Rick Flynn, who heads the firm's family office group, said the answer is that business owners "need to do more extensive financial and tax planning. That is simple to say — but it's not that easy to do."

For one thing, an entrepreneur running a restaurant chain or an aerospace factory may have neither the time nor the inclination for a crash course in estate, tax and financial planning. Experts said planning should begin years before a sale is even contemplated, and should involve a team of advisers that includes accountants, lawyers and financial planners.

Flynn said business owners should approach exit planning with the same commitment it takes to build a business.

"Just like you built your business, you have to be willing to take tremendous focus and make sure you have the right team and the right quarterback of that team so that you can get the result you are trying to achieve," he said.

Other obstacles to rational planning: selling a business is emotionally wrenching, the owner doesn't want to think about retirement and mortality, or there are no family members to take over — or several children are vying for control.
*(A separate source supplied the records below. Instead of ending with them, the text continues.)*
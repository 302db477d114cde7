//! SQLite journal store.
//!
//! Numeric columns are nullable: SQLite stores NaN as NULL, and statement
//! rows can carry unparsable numbers. NULL reads back as NaN.

use crate::domain::account::{Account, OpenLot};
use crate::domain::error::JournalError;
use crate::domain::execution::{Execution, ExecutionSide};
use crate::domain::notes::{DailyNote, TradeNote};
use crate::ports::config_port::ConfigPort;
use crate::ports::store_port::JournalStore;
use r2d2::{Pool, PooledConnection};
use r2d2_sqlite::SqliteConnectionManager;
use rusqlite::{params, OptionalExtension};

pub struct SqliteStore {
    pool: Pool<SqliteConnectionManager>,
}

fn pool_err(e: r2d2::Error) -> JournalError {
    JournalError::Database {
        reason: e.to_string(),
    }
}

fn query_err(e: rusqlite::Error) -> JournalError {
    JournalError::DatabaseQuery {
        reason: e.to_string(),
    }
}

fn real(v: Option<f64>) -> f64 {
    v.unwrap_or(f64::NAN)
}

impl SqliteStore {
    pub fn from_config(config: &dyn ConfigPort) -> Result<Self, JournalError> {
        let db_path =
            config
                .get_non_empty("storage", "path")
                .ok_or_else(|| JournalError::ConfigMissing {
                    section: "storage".into(),
                    key: "path".into(),
                })?;

        let pool_size = config.get_int("storage", "pool_size", 4).max(1) as u32;

        let manager = SqliteConnectionManager::file(&db_path);
        let pool = Pool::builder()
            .max_size(pool_size)
            .build(manager)
            .map_err(pool_err)?;

        tracing::debug!(path = %db_path, pool_size, "opened journal store");
        Ok(Self { pool })
    }

    pub fn in_memory() -> Result<Self, JournalError> {
        let manager = SqliteConnectionManager::memory();
        let pool = Pool::builder()
            .max_size(1)
            .build(manager)
            .map_err(pool_err)?;

        Ok(Self { pool })
    }

    fn conn(&self) -> Result<PooledConnection<SqliteConnectionManager>, JournalError> {
        self.pool.get().map_err(pool_err)
    }

    pub fn initialize_schema(&self) -> Result<(), JournalError> {
        let conn = self.conn()?;

        conn.execute_batch(
            "CREATE TABLE IF NOT EXISTS accounts (
                account_id TEXT PRIMARY KEY,
                name TEXT NOT NULL,
                account_type TEXT NOT NULL,
                address TEXT NOT NULL,
                imported_at INTEGER NOT NULL
            );
            CREATE TABLE IF NOT EXISTS executions (
                trade_id TEXT PRIMARY KEY,
                account_id TEXT NOT NULL,
                symbol TEXT NOT NULL,
                company_name TEXT NOT NULL,
                exchanges TEXT NOT NULL,
                side TEXT NOT NULL,
                order_type TEXT NOT NULL,
                date TEXT NOT NULL,
                time TEXT NOT NULL,
                currency TEXT NOT NULL,
                quantity REAL,
                multiplier REAL,
                price REAL,
                total_value REAL,
                commission REAL,
                fee_multiplier REAL
            );
            CREATE INDEX IF NOT EXISTS idx_executions_date ON executions(date);
            CREATE INDEX IF NOT EXISTS idx_executions_symbol ON executions(symbol);
            CREATE INDEX IF NOT EXISTS idx_executions_date_symbol ON executions(date, symbol);
            CREATE INDEX IF NOT EXISTS idx_executions_account ON executions(account_id);
            CREATE TABLE IF NOT EXISTS positions (
                id INTEGER PRIMARY KEY AUTOINCREMENT,
                account_id TEXT NOT NULL,
                symbol TEXT NOT NULL,
                company_name TEXT NOT NULL,
                currency TEXT NOT NULL,
                date TEXT NOT NULL,
                time TEXT NOT NULL,
                quantity REAL,
                multiplier REAL,
                avg_price REAL,
                total_value REAL,
                fee_multiplier REAL
            );
            CREATE INDEX IF NOT EXISTS idx_positions_account ON positions(account_id);
            CREATE INDEX IF NOT EXISTS idx_positions_symbol ON positions(symbol);
            CREATE TABLE IF NOT EXISTS daily_notes (
                date TEXT NOT NULL,
                account_id TEXT NOT NULL,
                content TEXT NOT NULL,
                updated_at INTEGER NOT NULL,
                PRIMARY KEY (date, account_id)
            );
            CREATE TABLE IF NOT EXISTS trade_notes (
                date TEXT NOT NULL,
                symbol TEXT NOT NULL,
                account_id TEXT NOT NULL,
                content TEXT NOT NULL,
                tags TEXT NOT NULL,
                updated_at INTEGER NOT NULL,
                PRIMARY KEY (date, symbol, account_id)
            );",
        )
        .map_err(query_err)?;

        Ok(())
    }
}

impl JournalStore for SqliteStore {
    fn import_data(
        &self,
        account: &Account,
        executions: &[Execution],
        lots: &[OpenLot],
    ) -> Result<(), JournalError> {
        let mut conn = self.conn()?;
        let tx = conn.transaction().map_err(query_err)?;

        tx.execute(
            "INSERT OR REPLACE INTO accounts (account_id, name, account_type, address, imported_at)
             VALUES (?1, ?2, ?3, ?4, ?5)",
            params![
                account.account_id,
                account.name,
                account.account_type,
                account.address,
                account.imported_at
            ],
        )
        .map_err(query_err)?;

        for e in executions {
            tx.execute(
                "INSERT OR REPLACE INTO executions (trade_id, account_id, symbol, company_name,
                    exchanges, side, order_type, date, time, currency, quantity, multiplier,
                    price, total_value, commission, fee_multiplier)
                 VALUES (?1, ?2, ?3, ?4, ?5, ?6, ?7, ?8, ?9, ?10, ?11, ?12, ?13, ?14, ?15, ?16)",
                params![
                    e.trade_id,
                    e.account_id,
                    e.symbol,
                    e.company_name,
                    e.exchanges,
                    e.side.code(),
                    e.order_type,
                    e.date,
                    e.time,
                    e.currency,
                    e.quantity,
                    e.multiplier,
                    e.price,
                    e.total_value,
                    e.commission,
                    e.fee_multiplier
                ],
            )
            .map_err(query_err)?;
        }

        tx.execute(
            "DELETE FROM positions WHERE account_id = ?1",
            params![account.account_id],
        )
        .map_err(query_err)?;

        for lot in lots {
            tx.execute(
                "INSERT INTO positions (account_id, symbol, company_name, currency, date, time,
                    quantity, multiplier, avg_price, total_value, fee_multiplier)
                 VALUES (?1, ?2, ?3, ?4, ?5, ?6, ?7, ?8, ?9, ?10, ?11)",
                params![
                    lot.account_id,
                    lot.symbol,
                    lot.company_name,
                    lot.currency,
                    lot.date,
                    lot.time,
                    lot.quantity,
                    lot.multiplier,
                    lot.avg_price,
                    lot.total_value,
                    lot.fee_multiplier
                ],
            )
            .map_err(query_err)?;
        }

        tx.commit().map_err(query_err)?;

        tracing::info!(
            account = %account.account_id,
            executions = executions.len(),
            lots = lots.len(),
            "imported statement"
        );
        Ok(())
    }

    fn all_executions(&self) -> Result<Vec<Execution>, JournalError> {
        let conn = self.conn()?;

        let mut stmt = conn
            .prepare(
                "SELECT trade_id, account_id, symbol, company_name, exchanges, side, order_type,
                        date, time, currency, quantity, multiplier, price, total_value,
                        commission, fee_multiplier
                 FROM executions
                 ORDER BY trade_id",
            )
            .map_err(query_err)?;

        let rows = stmt
            .query_map([], |row| {
                let side_str: String = row.get(5)?;
                let side = side_str.parse::<ExecutionSide>().map_err(|e| {
                    rusqlite::Error::FromSqlConversionFailure(
                        5,
                        rusqlite::types::Type::Text,
                        Box::new(e),
                    )
                })?;
                Ok(Execution {
                    trade_id: row.get(0)?,
                    account_id: row.get(1)?,
                    symbol: row.get(2)?,
                    company_name: row.get(3)?,
                    exchanges: row.get(4)?,
                    side,
                    order_type: row.get(6)?,
                    date: row.get(7)?,
                    time: row.get(8)?,
                    currency: row.get(9)?,
                    quantity: real(row.get(10)?),
                    multiplier: real(row.get(11)?),
                    price: real(row.get(12)?),
                    total_value: real(row.get(13)?),
                    commission: real(row.get(14)?),
                    fee_multiplier: real(row.get(15)?),
                })
            })
            .map_err(query_err)?;

        let mut executions = Vec::new();
        for row in rows {
            executions.push(row.map_err(query_err)?);
        }

        Ok(executions)
    }

    fn execution_count(&self) -> Result<usize, JournalError> {
        let conn = self.conn()?;
        let count: i64 = conn
            .query_row("SELECT COUNT(*) FROM executions", [], |row| row.get(0))
            .map_err(query_err)?;
        Ok(count as usize)
    }

    fn open_lots(&self, account_id: &str) -> Result<Vec<OpenLot>, JournalError> {
        let conn = self.conn()?;

        let mut stmt = conn
            .prepare(
                "SELECT account_id, symbol, company_name, currency, date, time, quantity,
                        multiplier, avg_price, total_value, fee_multiplier
                 FROM positions
                 WHERE account_id = ?1
                 ORDER BY id",
            )
            .map_err(query_err)?;

        let rows = stmt
            .query_map(params![account_id], |row| {
                Ok(OpenLot {
                    account_id: row.get(0)?,
                    symbol: row.get(1)?,
                    company_name: row.get(2)?,
                    currency: row.get(3)?,
                    date: row.get(4)?,
                    time: row.get(5)?,
                    quantity: real(row.get(6)?),
                    multiplier: real(row.get(7)?),
                    avg_price: real(row.get(8)?),
                    total_value: real(row.get(9)?),
                    fee_multiplier: real(row.get(10)?),
                })
            })
            .map_err(query_err)?;

        let mut lots = Vec::new();
        for row in rows {
            lots.push(row.map_err(query_err)?);
        }

        Ok(lots)
    }

    fn clear_all(&self) -> Result<(), JournalError> {
        let mut conn = self.conn()?;
        let tx = conn.transaction().map_err(query_err)?;
        tx.execute_batch(
            "DELETE FROM accounts;
             DELETE FROM executions;
             DELETE FROM positions;
             DELETE FROM daily_notes;
             DELETE FROM trade_notes;",
        )
        .map_err(query_err)?;
        tx.commit().map_err(query_err)?;

        tracing::info!("cleared journal store");
        Ok(())
    }

    fn put_daily_note(&self, note: &DailyNote) -> Result<(), JournalError> {
        let conn = self.conn()?;
        conn.execute(
            "INSERT OR REPLACE INTO daily_notes (date, account_id, content, updated_at)
             VALUES (?1, ?2, ?3, ?4)",
            params![note.date, note.account_id, note.content, note.updated_at],
        )
        .map_err(query_err)?;
        Ok(())
    }

    fn daily_note(&self, date: &str, account_id: &str) -> Result<Option<DailyNote>, JournalError> {
        let conn = self.conn()?;
        conn.query_row(
            "SELECT date, account_id, content, updated_at
             FROM daily_notes
             WHERE date = ?1 AND account_id = ?2",
            params![date, account_id],
            |row| {
                Ok(DailyNote {
                    date: row.get(0)?,
                    account_id: row.get(1)?,
                    content: row.get(2)?,
                    updated_at: row.get(3)?,
                })
            },
        )
        .optional()
        .map_err(query_err)
    }

    fn put_trade_note(&self, note: &TradeNote) -> Result<(), JournalError> {
        let tags = serde_json::to_string(&note.tags).map_err(|e| JournalError::DatabaseQuery {
            reason: format!("failed to encode tags: {e}"),
        })?;

        let conn = self.conn()?;
        conn.execute(
            "INSERT OR REPLACE INTO trade_notes (date, symbol, account_id, content, tags, updated_at)
             VALUES (?1, ?2, ?3, ?4, ?5, ?6)",
            params![
                note.date,
                note.symbol,
                note.account_id,
                note.content,
                tags,
                note.updated_at
            ],
        )
        .map_err(query_err)?;
        Ok(())
    }

    fn trade_note(
        &self,
        date: &str,
        symbol: &str,
        account_id: &str,
    ) -> Result<Option<TradeNote>, JournalError> {
        let conn = self.conn()?;
        let row = conn
            .query_row(
                "SELECT date, symbol, account_id, content, tags, updated_at
                 FROM trade_notes
                 WHERE date = ?1 AND symbol = ?2 AND account_id = ?3",
                params![date, symbol, account_id],
                |row| {
                    Ok((
                        row.get::<_, String>(0)?,
                        row.get::<_, String>(1)?,
                        row.get::<_, String>(2)?,
                        row.get::<_, String>(3)?,
                        row.get::<_, String>(4)?,
                        row.get::<_, i64>(5)?,
                    ))
                },
            )
            .optional()
            .map_err(query_err)?;

        let Some((date, symbol, account_id, content, tags, updated_at)) = row else {
            return Ok(None);
        };
        let tags: Vec<String> =
            serde_json::from_str(&tags).map_err(|e| JournalError::DatabaseQuery {
                reason: format!("corrupt tags for {date} {symbol}: {e}"),
            })?;

        Ok(Some(TradeNote {
            date,
            symbol,
            account_id,
            content,
            tags,
            updated_at,
        }))
    }
}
Flynn said it takes time to execute the complex moves that can minimize taxes: transferring stock to family members, arranging for most sale proceeds to get the more favorable capital gains treatment, using trusts to reduce estate taxes. The goal is not to get the highest possible price, but "to keep more of the actual sale price in the family."

Even business owners who are certain they'll never sell may suddenly change their minds if they get an offer they can't refuse.
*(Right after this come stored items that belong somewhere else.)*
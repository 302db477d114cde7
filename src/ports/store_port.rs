//! Persistent journal storage port trait.

use crate::domain::account::{Account, OpenLot};
use crate::domain::error::JournalError;
use crate::domain::execution::Execution;
use crate::domain::notes::{DailyNote, TradeNote};

/// Storage for accounts, executions, open lots and notes.
///
/// Implementations hand out plain snapshots; the analytics pipeline never
/// holds a store handle while it runs.
pub trait JournalStore {
    /// Upserts the account and its executions (keyed by `trade_id`) and
    /// replaces the account's open lots, all in one transaction.
    fn import_data(
        &self,
        account: &Account,
        executions: &[Execution],
        lots: &[OpenLot],
    ) -> Result<(), JournalError>;

    fn all_executions(&self) -> Result<Vec<Execution>, JournalError>;

    fn execution_count(&self) -> Result<usize, JournalError>;

    fn open_lots(&self, account_id: &str) -> Result<Vec<OpenLot>, JournalError>;

    fn clear_all(&self) -> Result<(), JournalError>;

    fn put_daily_note(&self, note: &DailyNote) -> Result<(), JournalError>;

    fn daily_note(&self, date: &str, account_id: &str) -> Result<Option<DailyNote>, JournalError>;

    fn put_trade_note(&self, note: &TradeNote) -> Result<(), JournalError>;

    fn trade_note(
        &self,
        date: &str,
        symbol: &str,
        account_id: &str,
    ) -> Result<Option<TradeNote>, JournalError>;
}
"That's almost the worst-case situation," said Tom Angell, principal in charge of Rothstein Kass' family business practice. "They're not thinking of selling, then they get an offer and think. 'I'm going to sell this business, put a lot of money in my pocket and not have to worry any more.'" But without sufficient tax planning, the owner is in for a nasty shock from the IRS.
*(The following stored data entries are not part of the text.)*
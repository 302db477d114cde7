//! Pipe-delimited broker statement (`.tlg`) parser.
//!
//! Only three record kinds are read:
//!
//! ```text
//! ACT_INF|accountId|name|type|address
//! STK_TRD|tradeId|symbol|company|exchanges|side|orderType|date|time|currency|qty|mult|price|total|commission|feeMult
//! STK_LOT|accountId|symbol|company|currency|date|time|qty|mult|avgPrice|total|feeMult
//! ```
//!
//! Every other line is ignored. Numeric cells that do not parse become NaN.

use crate::domain::account::{Account, OpenLot};
use crate::domain::error::JournalError;
use crate::domain::execution::{Execution, ExecutionSide, UnknownSide};
use std::fs;
use std::path::Path;

#[derive(Debug, Clone, PartialEq)]
pub struct TlgStatement {
    pub account: Account,
    pub executions: Vec<Execution>,
    pub lots: Vec<OpenLot>,
}

pub fn read_statement(path: &Path, imported_at: i64) -> Result<TlgStatement, JournalError> {
    let content = fs::read_to_string(path).map_err(|e| JournalError::Import {
        reason: format!("failed to read {}: {}", path.display(), e),
    })?;
    parse_statement(&content, imported_at)
}

/// Parses statement text. `imported_at` stamps the account record.
///
/// Trade rows take the account id of the most recent `ACT_INF` line above
/// them, or an empty id if none has been seen yet.
pub fn parse_statement(content: &str, imported_at: i64) -> Result<TlgStatement, JournalError> {
    let mut account: Option<Account> = None;
    let mut executions = Vec::new();
    let mut lots = Vec::new();

    for (idx, raw) in content.lines().enumerate() {
        let line = raw.trim();
        let line_no = idx + 1;

        if line.starts_with("ACT_INF|") {
            let parts: Vec<&str> = line.split('|').collect();
            account = Some(Account {
                account_id: cell(&parts, 1).to_string(),
                name: cell(&parts, 2).to_string(),
                account_type: cell(&parts, 3).to_string(),
                address: cell(&parts, 4).to_string(),
                imported_at,
            });
        } else if line.starts_with("STK_TRD|") {
            let parts: Vec<&str> = line.split('|').collect();
            let side: ExecutionSide = cell(&parts, 5).parse().map_err(|e: UnknownSide| {
                JournalError::Import {
                    reason: format!("line {}: {}", line_no, e),
                }
            })?;
            executions.push(Execution {
                trade_id: cell(&parts, 1).to_string(),
                account_id: account
                    .as_ref()
                    .map(|a| a.account_id.clone())
                    .unwrap_or_default(),
                symbol: cell(&parts, 2).to_string(),
                company_name: cell(&parts, 3).to_string(),
                exchanges: cell(&parts, 4).to_string(),
                side,
                order_type: cell(&parts, 6).to_string(),
                date: cell(&parts, 7).to_string(),
                time: cell(&parts, 8).to_string(),
                currency: cell(&parts, 9).to_string(),
                quantity: number(&parts, 10),
                multiplier: number(&parts, 11),
                price: number(&parts, 12),
                total_value: number(&parts, 13),
                commission: number(&parts, 14),
                fee_multiplier: number(&parts, 15),
            });
        } else if line.starts_with("STK_LOT|") {
            let parts: Vec<&str> = line.split('|').collect();
            lots.push(OpenLot {
                account_id: cell(&parts, 1).to_string(),
                symbol: cell(&parts, 2).to_string(),
                company_name: cell(&parts, 3).to_string(),
                currency: cell(&parts, 4).to_string(),
                date: cell(&parts, 5).to_string(),
                time: cell(&parts, 6).to_string(),
                quantity: number(&parts, 7),
                multiplier: number(&parts, 8),
                avg_price: number(&parts, 9),
                total_value: number(&parts, 10),
                fee_multiplier: number(&parts, 11),
            });
        }
    }

    let account = account.ok_or_else(|| JournalError::Import {
        reason: "no account information found in statement".into(),
    })?;

    tracing::debug!(
        account = %account.account_id,
        executions = executions.len(),
        lots = lots.len(),
        "parsed statement"
    );

    Ok(TlgStatement {
        account,
        executions,
        lots,
    })
}

fn cell<'a>(parts: &[&'a str], i: usize) -> &'a str {
    parts.get(i).copied().unwrap_or("")
}

fn number(parts: &[&str], i: usize) -> f64 {
    cell(parts, i).trim().parse().unwrap_or(f64::NAN)
}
Tax attorney Robert J. Alter, a partner at McElroy, Deutsch, Mulvaney & Carpenter who specializes in federal and state tax controversy matters, said exit strategy planning really should start the day the business is created, since the business' tax organization has consequences down the road when the time comes to sell.

In the case of a "C" corporation, for example, there is potential double taxation to the seller if it sells assets and distributes proceeds to shareholders, resulting in less net after tax proceeds. From a tax perspective, the seller is better selling the stock, so the transaction can qualify for capital gain treatment versus ordinary income.

Alter said the buyer, on the other hand, rather than buying stock, gets a more favorable tax outcome by purchasing the company's assets, since there is then an opportunity to depreciate or amortize the assets acquired, and acquire a cost basis in inventory and receivables that reduces the income recognized when the inventory is sold or the receivables collected.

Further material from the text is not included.